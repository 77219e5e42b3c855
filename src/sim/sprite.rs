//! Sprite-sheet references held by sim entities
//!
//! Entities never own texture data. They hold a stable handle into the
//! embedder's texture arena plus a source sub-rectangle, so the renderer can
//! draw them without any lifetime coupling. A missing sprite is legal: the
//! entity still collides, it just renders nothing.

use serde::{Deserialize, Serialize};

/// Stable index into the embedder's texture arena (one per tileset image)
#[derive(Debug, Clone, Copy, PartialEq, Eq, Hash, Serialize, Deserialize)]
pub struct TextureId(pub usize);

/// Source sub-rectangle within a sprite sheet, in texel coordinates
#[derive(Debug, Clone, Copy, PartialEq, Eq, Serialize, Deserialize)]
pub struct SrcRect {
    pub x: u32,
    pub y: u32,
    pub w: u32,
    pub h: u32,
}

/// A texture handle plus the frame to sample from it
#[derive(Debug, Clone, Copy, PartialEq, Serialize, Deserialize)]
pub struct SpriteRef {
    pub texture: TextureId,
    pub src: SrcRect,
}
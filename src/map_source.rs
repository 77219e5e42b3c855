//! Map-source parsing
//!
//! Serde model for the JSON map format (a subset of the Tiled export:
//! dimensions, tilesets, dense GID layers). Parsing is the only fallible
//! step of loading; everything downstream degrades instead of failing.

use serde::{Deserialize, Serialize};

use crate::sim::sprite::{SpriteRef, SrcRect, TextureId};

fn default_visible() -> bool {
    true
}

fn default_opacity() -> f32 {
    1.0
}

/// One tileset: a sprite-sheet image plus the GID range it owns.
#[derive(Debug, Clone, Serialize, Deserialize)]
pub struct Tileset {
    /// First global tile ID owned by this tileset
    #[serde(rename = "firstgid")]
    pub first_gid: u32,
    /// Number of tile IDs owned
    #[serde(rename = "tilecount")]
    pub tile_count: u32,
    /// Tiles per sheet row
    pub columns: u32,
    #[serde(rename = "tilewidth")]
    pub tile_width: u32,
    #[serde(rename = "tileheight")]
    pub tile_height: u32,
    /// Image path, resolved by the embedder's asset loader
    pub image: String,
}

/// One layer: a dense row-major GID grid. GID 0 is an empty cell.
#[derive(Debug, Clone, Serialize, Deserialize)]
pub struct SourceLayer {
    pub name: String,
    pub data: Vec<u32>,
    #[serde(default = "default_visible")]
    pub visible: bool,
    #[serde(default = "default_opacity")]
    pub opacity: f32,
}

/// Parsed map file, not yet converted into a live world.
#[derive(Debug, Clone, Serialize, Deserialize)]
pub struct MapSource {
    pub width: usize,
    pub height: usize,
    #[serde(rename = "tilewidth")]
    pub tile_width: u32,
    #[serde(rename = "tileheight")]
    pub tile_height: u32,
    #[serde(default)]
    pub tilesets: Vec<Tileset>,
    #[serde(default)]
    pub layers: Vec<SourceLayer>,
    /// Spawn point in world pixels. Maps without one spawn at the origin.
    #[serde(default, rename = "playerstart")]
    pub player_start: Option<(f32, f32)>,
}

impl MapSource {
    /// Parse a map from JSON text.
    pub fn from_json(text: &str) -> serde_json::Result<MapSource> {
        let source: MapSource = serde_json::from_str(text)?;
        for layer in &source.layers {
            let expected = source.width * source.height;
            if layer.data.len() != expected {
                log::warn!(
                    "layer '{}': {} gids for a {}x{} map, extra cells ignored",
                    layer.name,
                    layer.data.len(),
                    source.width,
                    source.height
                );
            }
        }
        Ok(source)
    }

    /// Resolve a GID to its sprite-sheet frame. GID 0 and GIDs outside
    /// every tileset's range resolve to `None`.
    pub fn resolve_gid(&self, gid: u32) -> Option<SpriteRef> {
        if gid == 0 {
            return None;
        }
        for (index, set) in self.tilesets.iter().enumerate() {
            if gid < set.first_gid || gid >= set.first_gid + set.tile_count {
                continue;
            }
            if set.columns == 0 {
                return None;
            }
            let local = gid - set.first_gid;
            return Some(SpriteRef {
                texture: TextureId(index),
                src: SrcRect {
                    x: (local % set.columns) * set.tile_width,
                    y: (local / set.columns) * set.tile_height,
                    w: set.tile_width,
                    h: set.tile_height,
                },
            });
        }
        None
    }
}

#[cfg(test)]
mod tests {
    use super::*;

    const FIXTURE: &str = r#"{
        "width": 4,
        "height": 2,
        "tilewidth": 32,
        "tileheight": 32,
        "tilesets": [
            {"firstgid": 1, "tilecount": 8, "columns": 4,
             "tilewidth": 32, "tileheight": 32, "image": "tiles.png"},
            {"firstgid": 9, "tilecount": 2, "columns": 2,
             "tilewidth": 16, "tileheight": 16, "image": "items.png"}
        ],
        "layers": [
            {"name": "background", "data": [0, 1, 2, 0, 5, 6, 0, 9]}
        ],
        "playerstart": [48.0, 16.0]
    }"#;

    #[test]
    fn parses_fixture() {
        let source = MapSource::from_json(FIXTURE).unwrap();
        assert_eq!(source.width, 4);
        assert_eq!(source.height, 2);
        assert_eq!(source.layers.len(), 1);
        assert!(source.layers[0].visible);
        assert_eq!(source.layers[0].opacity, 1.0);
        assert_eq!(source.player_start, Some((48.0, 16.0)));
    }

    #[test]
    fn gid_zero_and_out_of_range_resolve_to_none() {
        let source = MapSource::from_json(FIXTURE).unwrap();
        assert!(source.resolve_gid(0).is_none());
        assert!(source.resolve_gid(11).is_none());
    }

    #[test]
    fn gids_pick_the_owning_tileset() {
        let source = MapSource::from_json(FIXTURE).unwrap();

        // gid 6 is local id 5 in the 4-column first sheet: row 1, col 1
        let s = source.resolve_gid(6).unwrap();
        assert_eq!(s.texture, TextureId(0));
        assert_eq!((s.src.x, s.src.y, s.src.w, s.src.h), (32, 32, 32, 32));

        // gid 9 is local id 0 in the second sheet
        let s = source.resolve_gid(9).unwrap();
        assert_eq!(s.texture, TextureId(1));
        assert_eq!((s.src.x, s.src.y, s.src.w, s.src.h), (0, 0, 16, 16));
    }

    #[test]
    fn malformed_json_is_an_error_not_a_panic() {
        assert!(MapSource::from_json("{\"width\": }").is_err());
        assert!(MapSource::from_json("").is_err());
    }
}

****

*What this task involves*
If a line in the data above holds the word "Option", count it; give only the total.

*Output below*
2